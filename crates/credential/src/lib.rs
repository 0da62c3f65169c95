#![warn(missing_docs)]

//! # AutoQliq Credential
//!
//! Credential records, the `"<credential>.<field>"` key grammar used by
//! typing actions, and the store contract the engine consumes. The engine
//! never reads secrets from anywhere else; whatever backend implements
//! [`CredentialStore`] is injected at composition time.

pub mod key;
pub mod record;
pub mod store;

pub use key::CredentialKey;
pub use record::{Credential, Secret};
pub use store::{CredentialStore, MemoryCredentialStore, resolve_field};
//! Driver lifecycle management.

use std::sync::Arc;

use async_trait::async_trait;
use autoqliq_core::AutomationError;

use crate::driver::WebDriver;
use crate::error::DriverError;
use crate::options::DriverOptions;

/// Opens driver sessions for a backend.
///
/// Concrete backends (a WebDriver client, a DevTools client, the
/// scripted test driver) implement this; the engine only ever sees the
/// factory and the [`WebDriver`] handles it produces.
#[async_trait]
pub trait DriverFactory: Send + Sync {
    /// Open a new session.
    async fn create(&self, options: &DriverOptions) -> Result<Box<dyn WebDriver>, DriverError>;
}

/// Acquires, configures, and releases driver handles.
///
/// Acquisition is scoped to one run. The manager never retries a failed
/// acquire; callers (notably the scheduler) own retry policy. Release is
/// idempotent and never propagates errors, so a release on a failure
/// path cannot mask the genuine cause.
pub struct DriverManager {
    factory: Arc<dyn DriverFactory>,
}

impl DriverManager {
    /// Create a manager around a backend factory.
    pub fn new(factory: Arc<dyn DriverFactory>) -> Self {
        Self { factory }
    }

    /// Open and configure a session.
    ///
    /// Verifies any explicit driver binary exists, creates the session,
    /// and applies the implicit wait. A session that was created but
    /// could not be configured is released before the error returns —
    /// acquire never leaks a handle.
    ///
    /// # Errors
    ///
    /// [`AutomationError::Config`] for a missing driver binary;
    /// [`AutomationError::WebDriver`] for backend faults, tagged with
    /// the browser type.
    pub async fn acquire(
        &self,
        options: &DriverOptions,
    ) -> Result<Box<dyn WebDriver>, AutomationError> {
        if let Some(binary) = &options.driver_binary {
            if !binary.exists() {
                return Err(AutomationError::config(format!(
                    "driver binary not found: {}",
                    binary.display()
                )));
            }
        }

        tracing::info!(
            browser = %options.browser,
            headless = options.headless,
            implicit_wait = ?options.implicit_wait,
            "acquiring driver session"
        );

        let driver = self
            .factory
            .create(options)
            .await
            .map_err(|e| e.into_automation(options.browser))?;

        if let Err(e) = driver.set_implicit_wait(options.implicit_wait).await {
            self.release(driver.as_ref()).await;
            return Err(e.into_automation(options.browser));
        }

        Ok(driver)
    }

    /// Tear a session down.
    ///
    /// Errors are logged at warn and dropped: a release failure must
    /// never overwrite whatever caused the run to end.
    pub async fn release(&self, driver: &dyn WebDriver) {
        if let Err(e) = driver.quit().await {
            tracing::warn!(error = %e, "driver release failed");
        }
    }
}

* * *

- **Activity**:
Please retype the listing word for word, from its first line through the line containing "the browser type.", and add nothing else.

- **Written response**:
filename crates/credential/src/lib.rs
repository 0da62c3f65169c95
#![warn(missing_docs)]

//! # AutoQliq Credential
//!
//! Credential records, the `"<credential>.<field>"` key grammar used by
//! typing actions, and the store contract the engine consumes. The engine
//! never reads secrets from anywhere else; whatever backend implements
//! [`CredentialStore`] is injected at composition time.

pub mod key;
pub mod record;
pub mod store;

pub use key::CredentialKey;
pub use record::{Credential, Secret};
pub use store::{CredentialStore, MemoryCredentialStore, resolve_field};
//! Driver lifecycle management.

use std::sync::Arc;

use async_trait::async_trait;
use autoqliq_core::AutomationError;

use crate::driver::WebDriver;
use crate::error::DriverError;
use crate::options::DriverOptions;

/// Opens driver sessions for a backend.
///
/// Concrete backends (a WebDriver client, a DevTools client, the
/// scripted test driver) implement this; the engine only ever sees the
/// factory and the [`WebDriver`] handles it produces.
#[async_trait]
pub trait DriverFactory: Send + Sync {
    /// Open a new session.
    async fn create(&self, options: &DriverOptions) -> Result<Box<dyn WebDriver>, DriverError>;
}

/// Acquires, configures, and releases driver handles.
///
/// Acquisition is scoped to one run. The manager never retries a failed
/// acquire; callers (notably the scheduler) own retry policy. Release is
/// idempotent and never propagates errors, so a release on a failure
/// path cannot mask the genuine cause.
pub struct DriverManager {
    factory: Arc<dyn DriverFactory>,
}

impl DriverManager {
    /// Create a manager around a backend factory.
    pub fn new(factory: Arc<dyn DriverFactory>) -> Self {
        Self { factory }
    }

    /// Open and configure a session.
    ///
    /// Verifies any explicit driver binary exists, creates the session,
    /// and applies the implicit wait. A session that was created but
    /// could not be configured is released before the error returns —
    /// acquire never leaks a handle.
    ///
    /// # Errors
    ///
    /// [`AutomationError::Config`] for a missing driver binary;
    /// [`AutomationError::WebDriver`] for backend faults, tagged with
    /// the browser type.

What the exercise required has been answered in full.